Activity:
Give only the number of lines in the following entries where "sqrt" appears.

Data provided:
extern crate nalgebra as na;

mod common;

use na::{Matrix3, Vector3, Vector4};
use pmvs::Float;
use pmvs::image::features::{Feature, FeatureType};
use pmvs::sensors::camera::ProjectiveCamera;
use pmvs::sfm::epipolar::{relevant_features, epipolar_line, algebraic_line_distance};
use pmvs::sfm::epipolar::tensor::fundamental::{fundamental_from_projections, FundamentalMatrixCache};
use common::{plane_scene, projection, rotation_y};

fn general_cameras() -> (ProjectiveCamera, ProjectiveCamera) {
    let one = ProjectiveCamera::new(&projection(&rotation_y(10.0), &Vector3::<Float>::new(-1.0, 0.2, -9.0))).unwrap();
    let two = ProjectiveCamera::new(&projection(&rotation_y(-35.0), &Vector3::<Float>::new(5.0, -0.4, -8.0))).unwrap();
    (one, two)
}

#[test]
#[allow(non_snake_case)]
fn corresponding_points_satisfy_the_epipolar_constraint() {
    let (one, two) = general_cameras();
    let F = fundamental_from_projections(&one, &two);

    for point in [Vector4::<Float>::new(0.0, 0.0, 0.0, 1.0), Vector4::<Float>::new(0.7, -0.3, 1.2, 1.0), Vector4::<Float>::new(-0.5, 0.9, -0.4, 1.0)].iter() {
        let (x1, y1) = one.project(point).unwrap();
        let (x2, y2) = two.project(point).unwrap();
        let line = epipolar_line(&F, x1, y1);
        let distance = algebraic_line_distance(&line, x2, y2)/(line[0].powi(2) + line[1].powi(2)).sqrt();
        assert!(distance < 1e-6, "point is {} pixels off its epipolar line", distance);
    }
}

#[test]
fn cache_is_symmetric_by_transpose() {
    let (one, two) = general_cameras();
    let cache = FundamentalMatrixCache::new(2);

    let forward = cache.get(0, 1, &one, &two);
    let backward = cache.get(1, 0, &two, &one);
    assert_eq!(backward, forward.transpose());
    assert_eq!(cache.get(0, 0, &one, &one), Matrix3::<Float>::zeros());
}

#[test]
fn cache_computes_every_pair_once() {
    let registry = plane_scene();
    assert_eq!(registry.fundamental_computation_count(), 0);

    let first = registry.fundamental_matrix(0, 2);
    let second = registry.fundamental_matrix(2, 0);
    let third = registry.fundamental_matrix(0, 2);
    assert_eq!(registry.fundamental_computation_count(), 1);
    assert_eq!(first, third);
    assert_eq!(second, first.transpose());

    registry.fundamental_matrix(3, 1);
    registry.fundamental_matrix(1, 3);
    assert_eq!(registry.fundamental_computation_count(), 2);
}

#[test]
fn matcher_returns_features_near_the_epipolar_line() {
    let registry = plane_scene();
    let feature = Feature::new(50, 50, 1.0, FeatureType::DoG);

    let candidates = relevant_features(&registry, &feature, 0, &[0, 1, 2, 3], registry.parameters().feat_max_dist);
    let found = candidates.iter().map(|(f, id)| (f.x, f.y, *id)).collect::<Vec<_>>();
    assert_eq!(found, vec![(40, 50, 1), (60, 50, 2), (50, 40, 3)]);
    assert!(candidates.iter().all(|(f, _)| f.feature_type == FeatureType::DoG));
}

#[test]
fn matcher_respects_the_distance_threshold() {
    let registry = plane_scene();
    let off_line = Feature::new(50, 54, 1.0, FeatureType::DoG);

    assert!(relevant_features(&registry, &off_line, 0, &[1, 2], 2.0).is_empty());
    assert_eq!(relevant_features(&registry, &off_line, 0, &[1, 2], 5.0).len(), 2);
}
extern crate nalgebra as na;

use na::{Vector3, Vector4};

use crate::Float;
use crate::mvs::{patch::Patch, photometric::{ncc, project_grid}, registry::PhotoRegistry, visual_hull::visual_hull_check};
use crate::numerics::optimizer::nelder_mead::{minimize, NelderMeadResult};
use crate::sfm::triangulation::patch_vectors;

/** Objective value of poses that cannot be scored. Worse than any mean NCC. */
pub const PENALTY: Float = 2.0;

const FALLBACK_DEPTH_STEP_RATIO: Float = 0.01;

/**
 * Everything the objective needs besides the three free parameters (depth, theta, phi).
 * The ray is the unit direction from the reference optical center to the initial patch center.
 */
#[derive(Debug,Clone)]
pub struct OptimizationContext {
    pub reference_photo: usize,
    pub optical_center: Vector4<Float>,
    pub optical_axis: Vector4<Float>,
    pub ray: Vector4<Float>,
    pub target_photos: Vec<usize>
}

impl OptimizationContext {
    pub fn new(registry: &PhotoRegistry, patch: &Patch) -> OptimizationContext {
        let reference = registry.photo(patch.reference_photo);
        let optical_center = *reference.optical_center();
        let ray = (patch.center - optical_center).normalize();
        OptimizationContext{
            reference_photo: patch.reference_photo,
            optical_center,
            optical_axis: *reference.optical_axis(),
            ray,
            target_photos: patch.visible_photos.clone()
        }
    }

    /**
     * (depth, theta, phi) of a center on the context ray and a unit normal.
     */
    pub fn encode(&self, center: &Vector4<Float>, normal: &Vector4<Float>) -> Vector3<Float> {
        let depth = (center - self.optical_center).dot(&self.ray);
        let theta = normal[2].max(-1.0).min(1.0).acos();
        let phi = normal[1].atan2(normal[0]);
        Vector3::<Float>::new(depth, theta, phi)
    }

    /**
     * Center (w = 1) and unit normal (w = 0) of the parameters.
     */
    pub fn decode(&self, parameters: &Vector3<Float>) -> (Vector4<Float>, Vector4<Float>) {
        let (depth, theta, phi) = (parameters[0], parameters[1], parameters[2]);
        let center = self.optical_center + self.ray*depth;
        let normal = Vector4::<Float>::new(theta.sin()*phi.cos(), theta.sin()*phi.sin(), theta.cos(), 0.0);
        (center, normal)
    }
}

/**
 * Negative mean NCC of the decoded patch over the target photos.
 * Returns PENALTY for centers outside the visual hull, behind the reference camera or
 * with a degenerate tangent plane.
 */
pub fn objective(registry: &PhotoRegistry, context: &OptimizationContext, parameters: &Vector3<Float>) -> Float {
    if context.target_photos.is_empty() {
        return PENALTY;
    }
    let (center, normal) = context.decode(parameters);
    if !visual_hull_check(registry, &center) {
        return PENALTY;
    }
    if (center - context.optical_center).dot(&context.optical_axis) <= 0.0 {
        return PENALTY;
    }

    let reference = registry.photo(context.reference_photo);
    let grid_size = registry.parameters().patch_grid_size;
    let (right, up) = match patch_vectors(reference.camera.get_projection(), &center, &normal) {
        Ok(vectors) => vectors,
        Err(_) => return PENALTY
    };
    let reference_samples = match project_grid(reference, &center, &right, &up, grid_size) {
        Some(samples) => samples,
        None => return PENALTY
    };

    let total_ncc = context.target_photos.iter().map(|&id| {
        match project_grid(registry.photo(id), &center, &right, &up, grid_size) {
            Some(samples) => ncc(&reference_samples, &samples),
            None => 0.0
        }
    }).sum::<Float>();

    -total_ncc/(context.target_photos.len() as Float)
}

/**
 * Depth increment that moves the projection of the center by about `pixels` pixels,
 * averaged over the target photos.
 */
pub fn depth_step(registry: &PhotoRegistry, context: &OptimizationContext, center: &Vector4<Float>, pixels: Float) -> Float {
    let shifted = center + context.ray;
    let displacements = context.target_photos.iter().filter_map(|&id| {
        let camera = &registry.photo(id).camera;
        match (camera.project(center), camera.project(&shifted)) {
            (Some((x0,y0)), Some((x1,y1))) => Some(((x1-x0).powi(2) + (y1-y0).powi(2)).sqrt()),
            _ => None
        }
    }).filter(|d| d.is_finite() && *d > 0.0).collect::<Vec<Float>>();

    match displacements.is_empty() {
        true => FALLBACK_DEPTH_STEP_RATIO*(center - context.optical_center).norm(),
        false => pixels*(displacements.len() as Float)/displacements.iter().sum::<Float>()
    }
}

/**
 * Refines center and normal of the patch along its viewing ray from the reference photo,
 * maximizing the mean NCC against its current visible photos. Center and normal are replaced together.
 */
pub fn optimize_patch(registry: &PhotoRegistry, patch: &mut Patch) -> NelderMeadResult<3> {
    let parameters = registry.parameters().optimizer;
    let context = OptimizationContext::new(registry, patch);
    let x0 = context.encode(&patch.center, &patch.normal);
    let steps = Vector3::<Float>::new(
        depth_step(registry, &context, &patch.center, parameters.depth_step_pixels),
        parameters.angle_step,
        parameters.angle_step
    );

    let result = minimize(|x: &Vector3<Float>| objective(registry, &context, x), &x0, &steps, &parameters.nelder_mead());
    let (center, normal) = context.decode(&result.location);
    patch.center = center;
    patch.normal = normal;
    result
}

Written answer:
2